Wherever a line of the data contains "Deserialize", copy that line.

Records contained in a dataset:
--- START ---

//! Form field, validation rule, and conditional rule types.
//!
//! These serialize with camelCase keys because the admin form builder
//! stores and renders them directly.

use indexmap::IndexMap;
use serde::{Deserialize, Serialize};
use serde_json::Value;

/// Submitted values keyed by field name.
pub type FormValues = serde_json::Map<String, Value>;

/// Validation failures keyed by field name.
///
/// The form engine fills it in field declaration order. Maps built from
/// `validator` errors on request DTOs are sorted by field name instead,
/// since `validator` does not keep struct order.
pub type FieldErrors = IndexMap<String, String>;

/// The fixed set of input types a form field can render as.
#[derive(Debug, Clone, Copy, PartialEq, Eq, Serialize, Deserialize)]
#[serde(rename_all = "lowercase")]
pub enum FieldType {
    Text,
    Email,
    Number,
    Textarea,
    Select,
    Checkbox,
    Radio,
    Date,
    File,
}

impl FieldType {
    pub fn as_str(&self) -> &'static str {
        match self {
            Self::Text => "text",
            Self::Email => "email",
            Self::Number => "number",
            Self::Textarea => "textarea",
            Self::Select => "select",
            Self::Checkbox => "checkbox",
            Self::Radio => "radio",
            Self::Date => "date",
            Self::File => "file",
        }
    }

    /// Types whose value must come from the field's `options` list.
    pub fn requires_options(&self) -> bool {
        matches!(self, Self::Select | Self::Radio)
    }
}

/// Per-field validation rule set.
#[derive(Debug, Clone, Default, PartialEq, Serialize, Deserialize)]
#[serde(rename_all = "camelCase", default)]
pub struct FieldValidation {
    pub required: bool,
    #[serde(skip_serializing_if = "Option::is_none")]
    pub pattern: Option<String>,
    #[serde(skip_serializing_if = "Option::is_none")]
    pub min_length: Option<usize>,
    #[serde(skip_serializing_if = "Option::is_none")]
    pub max_length: Option<usize>,
    #[serde(skip_serializing_if = "Option::is_none")]
    pub min: Option<f64>,
    #[serde(skip_serializing_if = "Option::is_none")]
    pub max: Option<f64>,
    /// Replaces the generated message for any violation of this field.
    #[serde(skip_serializing_if = "Option::is_none")]
    pub message: Option<String>,
}

/// Shows or hides a field depending on another field's current value.
///
/// A trigger may be a scalar or an array; an array trigger matches when the
/// dependency value equals any of its elements.
#[derive(Debug, Clone, PartialEq, Serialize, Deserialize)]
#[serde(rename_all = "camelCase")]
pub struct ConditionalRule {
    pub depends_on: String,
    #[serde(default, skip_serializing_if = "Option::is_none")]
    pub show_when: Option<Value>,
    #[serde(default, skip_serializing_if = "Option::is_none")]
    pub hide_when: Option<Value>,
}

/// One field of a dynamic form.
#[derive(Debug, Clone, PartialEq, Serialize, Deserialize)]
#[serde(rename_all = "camelCase")]
pub struct FormField {
    pub name: String,
    #[serde(default)]
    pub label: String,
    #[serde(rename = "type")]
    pub field_type: FieldType,
    #[serde(default, skip_serializing_if = "Option::is_none")]
    pub placeholder: Option<String>,
    #[serde(default, skip_serializing_if = "Option::is_none")]
    pub help_text: Option<String>,
    #[serde(default, skip_serializing_if = "Vec::is_empty")]
    pub options: Vec<String>,
    #[serde(default, skip_serializing_if = "Option::is_none")]
    pub default_value: Option<Value>,
    #[serde(default = "default_active")]
    pub is_active: bool,
    #[serde(default)]
    pub validation: FieldValidation,
    #[serde(default, skip_serializing_if = "Option::is_none")]
    pub conditional: Option<ConditionalRule>,
}

fn default_active() -> bool {
    true
}

impl FormField {
    /// Label used in generated messages, falling back to the field name.
    pub fn display_name(&self) -> &str {
        if self.label.trim().is_empty() {
            &self.name
        } else {
            self.label.trim()
        }
    }
}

--- END ---

**PROBLEM SOLUTION**
use serde::{Deserialize, Serialize};
#[derive(Debug, Clone, Copy, PartialEq, Eq, Serialize, Deserialize)]
#[derive(Debug, Clone, Default, PartialEq, Serialize, Deserialize)]
#[derive(Debug, Clone, PartialEq, Serialize, Deserialize)]
#[derive(Debug, Clone, PartialEq, Serialize, Deserialize)]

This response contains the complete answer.